HOW TO COMPLETE THIS TASK: Each line of the listing that includes the string "files" is to be identified and copied.

PROVIDED DATA:

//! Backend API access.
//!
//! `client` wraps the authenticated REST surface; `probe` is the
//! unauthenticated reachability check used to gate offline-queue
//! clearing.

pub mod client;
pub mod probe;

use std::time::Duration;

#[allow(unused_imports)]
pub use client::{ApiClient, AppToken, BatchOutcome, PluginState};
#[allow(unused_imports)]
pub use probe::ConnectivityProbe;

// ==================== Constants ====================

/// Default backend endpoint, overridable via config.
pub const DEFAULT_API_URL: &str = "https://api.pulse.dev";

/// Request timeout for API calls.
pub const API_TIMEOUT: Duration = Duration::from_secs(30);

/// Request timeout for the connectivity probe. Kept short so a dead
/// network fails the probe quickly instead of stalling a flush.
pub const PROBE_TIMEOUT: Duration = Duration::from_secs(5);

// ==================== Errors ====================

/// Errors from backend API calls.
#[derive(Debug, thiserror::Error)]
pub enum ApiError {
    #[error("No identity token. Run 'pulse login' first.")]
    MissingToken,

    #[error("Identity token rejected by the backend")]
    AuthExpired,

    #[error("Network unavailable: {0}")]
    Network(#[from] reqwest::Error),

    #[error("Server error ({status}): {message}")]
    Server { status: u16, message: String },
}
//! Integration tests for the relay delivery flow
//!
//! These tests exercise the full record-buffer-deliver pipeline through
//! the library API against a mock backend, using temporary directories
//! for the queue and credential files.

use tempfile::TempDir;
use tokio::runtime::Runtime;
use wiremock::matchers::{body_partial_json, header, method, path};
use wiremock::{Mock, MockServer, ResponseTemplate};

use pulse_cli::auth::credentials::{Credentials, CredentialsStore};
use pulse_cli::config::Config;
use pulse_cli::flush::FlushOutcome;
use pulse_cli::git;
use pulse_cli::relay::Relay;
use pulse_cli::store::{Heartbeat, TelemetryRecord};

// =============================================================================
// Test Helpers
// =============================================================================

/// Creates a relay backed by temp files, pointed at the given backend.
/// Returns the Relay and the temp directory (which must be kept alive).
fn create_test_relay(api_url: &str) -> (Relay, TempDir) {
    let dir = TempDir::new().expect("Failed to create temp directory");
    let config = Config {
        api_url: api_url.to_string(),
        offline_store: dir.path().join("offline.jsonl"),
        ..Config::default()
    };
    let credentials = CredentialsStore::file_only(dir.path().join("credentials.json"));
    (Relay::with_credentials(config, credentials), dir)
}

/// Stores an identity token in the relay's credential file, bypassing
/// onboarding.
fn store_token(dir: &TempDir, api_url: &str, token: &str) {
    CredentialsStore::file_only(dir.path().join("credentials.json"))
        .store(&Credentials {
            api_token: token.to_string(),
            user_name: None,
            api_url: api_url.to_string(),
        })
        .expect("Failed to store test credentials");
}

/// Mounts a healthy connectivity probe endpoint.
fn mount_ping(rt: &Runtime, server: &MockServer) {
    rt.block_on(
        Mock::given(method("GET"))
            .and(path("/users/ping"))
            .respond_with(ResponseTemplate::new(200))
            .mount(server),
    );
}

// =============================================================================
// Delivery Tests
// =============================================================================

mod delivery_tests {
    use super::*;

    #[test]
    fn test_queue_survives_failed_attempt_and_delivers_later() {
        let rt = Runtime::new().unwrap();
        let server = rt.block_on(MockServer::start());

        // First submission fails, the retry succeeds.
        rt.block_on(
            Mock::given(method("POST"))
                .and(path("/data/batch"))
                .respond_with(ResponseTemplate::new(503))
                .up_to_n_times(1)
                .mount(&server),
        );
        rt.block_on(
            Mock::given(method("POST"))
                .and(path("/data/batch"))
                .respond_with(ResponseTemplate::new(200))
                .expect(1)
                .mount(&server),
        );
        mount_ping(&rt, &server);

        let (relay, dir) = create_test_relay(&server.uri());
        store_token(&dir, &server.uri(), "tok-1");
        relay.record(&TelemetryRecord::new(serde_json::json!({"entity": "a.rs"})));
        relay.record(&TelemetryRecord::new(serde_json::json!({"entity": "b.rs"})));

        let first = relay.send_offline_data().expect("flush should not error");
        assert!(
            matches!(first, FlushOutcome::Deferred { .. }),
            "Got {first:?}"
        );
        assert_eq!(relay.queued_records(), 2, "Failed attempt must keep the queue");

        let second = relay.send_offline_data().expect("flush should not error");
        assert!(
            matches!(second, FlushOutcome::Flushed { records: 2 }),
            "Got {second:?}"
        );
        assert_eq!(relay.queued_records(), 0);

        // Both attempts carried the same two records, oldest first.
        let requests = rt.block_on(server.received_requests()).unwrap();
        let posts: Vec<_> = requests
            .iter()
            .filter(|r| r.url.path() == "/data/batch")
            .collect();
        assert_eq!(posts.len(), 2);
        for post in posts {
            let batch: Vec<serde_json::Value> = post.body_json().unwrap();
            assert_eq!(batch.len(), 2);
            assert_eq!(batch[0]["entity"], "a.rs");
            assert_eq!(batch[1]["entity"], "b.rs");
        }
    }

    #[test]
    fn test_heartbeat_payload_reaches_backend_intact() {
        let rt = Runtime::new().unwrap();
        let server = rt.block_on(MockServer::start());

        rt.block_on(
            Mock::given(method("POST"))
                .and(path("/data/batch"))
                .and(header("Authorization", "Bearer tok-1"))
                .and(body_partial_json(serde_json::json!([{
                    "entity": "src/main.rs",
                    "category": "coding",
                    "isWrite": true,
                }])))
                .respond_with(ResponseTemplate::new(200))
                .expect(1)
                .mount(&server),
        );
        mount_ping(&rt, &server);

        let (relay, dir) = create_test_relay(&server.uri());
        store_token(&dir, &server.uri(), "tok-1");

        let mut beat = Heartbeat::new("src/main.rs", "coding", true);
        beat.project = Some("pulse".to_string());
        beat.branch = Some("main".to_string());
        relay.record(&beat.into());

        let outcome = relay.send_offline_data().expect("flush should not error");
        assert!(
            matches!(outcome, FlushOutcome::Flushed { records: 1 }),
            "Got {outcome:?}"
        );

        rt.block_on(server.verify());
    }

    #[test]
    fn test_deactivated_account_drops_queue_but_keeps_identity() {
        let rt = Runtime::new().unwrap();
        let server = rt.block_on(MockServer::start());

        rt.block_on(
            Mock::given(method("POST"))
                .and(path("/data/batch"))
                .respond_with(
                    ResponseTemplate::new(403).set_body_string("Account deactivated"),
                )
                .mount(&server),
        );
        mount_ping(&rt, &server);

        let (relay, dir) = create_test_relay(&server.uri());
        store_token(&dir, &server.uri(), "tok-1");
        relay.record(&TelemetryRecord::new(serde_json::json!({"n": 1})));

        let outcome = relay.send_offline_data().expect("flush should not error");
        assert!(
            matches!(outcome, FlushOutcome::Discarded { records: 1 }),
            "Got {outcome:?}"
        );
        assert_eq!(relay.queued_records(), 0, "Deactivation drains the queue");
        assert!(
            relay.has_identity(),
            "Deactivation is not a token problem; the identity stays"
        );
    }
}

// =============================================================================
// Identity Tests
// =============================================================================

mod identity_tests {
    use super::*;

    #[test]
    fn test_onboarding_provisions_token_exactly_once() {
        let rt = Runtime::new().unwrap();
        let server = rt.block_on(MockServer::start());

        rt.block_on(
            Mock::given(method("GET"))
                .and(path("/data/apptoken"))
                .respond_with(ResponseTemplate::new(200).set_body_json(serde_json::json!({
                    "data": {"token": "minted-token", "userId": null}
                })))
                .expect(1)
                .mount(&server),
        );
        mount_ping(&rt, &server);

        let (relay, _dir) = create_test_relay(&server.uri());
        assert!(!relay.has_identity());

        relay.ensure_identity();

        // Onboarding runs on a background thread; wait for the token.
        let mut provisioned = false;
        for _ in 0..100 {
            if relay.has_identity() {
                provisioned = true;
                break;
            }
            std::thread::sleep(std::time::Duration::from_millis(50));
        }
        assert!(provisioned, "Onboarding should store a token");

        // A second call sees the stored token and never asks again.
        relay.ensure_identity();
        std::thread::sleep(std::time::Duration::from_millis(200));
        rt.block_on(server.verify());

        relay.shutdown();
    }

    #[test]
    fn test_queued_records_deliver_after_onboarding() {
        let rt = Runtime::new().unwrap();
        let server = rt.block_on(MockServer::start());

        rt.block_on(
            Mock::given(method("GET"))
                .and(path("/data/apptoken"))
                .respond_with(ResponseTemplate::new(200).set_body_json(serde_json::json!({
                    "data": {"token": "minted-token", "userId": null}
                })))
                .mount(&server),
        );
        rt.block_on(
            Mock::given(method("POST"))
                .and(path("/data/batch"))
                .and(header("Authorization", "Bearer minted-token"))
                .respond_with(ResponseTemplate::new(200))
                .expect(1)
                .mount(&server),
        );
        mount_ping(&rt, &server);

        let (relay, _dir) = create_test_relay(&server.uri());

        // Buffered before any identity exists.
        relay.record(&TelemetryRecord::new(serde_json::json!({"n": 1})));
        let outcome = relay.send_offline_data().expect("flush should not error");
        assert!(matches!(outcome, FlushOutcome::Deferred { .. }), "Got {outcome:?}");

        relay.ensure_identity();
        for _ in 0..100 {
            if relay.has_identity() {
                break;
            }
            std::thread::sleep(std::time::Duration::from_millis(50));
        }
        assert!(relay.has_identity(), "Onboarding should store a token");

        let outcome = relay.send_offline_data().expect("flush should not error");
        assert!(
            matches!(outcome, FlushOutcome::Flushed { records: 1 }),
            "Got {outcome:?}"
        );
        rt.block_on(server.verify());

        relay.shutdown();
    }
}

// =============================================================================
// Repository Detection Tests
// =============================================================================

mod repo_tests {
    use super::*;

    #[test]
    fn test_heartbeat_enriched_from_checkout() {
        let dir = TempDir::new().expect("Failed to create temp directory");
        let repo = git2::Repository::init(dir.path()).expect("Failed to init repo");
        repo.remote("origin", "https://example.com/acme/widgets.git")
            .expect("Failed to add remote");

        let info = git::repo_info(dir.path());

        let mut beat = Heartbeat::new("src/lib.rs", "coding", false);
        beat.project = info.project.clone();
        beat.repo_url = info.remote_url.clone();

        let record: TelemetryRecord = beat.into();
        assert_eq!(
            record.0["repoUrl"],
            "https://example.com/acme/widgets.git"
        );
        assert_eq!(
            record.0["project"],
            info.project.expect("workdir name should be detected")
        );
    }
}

---

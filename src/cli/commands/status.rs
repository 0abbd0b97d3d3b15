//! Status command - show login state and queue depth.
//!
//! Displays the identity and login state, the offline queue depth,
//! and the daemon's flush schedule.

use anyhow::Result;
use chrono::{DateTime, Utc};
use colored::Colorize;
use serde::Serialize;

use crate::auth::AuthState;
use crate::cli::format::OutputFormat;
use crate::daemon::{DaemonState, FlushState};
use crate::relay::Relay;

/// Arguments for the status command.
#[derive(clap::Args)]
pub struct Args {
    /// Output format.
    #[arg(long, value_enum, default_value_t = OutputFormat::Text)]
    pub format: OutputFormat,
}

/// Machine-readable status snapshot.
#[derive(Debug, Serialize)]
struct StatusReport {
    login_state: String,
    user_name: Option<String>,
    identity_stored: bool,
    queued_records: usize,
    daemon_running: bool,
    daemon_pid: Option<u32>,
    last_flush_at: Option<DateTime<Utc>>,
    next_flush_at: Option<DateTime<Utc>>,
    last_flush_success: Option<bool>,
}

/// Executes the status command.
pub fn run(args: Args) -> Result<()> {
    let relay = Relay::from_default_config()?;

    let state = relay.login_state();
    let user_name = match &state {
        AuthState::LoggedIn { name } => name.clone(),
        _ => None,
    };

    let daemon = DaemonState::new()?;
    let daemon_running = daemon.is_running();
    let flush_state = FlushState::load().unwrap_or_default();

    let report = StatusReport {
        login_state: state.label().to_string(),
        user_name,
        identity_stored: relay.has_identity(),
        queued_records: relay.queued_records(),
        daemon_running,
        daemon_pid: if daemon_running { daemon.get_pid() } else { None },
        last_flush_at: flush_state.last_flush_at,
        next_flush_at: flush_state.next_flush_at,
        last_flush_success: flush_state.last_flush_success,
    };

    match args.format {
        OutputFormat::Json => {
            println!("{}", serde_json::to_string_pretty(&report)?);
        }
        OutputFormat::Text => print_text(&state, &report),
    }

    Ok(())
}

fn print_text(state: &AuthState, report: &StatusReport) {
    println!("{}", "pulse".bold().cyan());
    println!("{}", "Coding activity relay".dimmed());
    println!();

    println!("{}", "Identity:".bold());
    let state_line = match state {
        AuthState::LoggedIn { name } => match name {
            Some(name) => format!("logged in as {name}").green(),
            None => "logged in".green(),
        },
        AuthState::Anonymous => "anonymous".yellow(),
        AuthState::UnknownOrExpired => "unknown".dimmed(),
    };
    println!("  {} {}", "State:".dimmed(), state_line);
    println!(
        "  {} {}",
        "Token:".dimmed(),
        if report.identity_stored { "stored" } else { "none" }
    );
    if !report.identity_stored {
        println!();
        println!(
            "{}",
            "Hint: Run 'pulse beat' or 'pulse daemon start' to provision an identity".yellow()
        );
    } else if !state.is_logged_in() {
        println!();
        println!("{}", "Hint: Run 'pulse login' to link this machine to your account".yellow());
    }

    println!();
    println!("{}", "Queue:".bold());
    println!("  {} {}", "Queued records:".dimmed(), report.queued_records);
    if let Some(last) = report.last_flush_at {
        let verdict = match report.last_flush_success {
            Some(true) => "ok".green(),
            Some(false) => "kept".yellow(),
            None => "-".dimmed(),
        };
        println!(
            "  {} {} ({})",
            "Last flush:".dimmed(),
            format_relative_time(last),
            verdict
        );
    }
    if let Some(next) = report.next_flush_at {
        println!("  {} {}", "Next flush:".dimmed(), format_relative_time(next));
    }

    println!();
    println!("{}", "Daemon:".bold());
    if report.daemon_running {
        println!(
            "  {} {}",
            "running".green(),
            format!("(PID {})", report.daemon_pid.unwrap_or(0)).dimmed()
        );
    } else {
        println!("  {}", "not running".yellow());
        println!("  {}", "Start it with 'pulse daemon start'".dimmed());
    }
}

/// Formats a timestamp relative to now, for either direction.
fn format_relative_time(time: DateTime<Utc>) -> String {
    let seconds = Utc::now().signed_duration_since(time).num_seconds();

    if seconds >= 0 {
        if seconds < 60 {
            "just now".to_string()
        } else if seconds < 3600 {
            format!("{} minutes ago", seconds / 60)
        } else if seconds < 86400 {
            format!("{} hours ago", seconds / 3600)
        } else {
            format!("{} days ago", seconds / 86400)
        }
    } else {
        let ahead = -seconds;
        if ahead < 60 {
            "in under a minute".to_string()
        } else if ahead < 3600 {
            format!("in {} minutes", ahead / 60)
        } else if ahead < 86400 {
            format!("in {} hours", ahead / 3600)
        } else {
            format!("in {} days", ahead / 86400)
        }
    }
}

RESPONSE AREA:
//! for the queue and credential files.
/// Creates a relay backed by temp files, pointed at the given backend.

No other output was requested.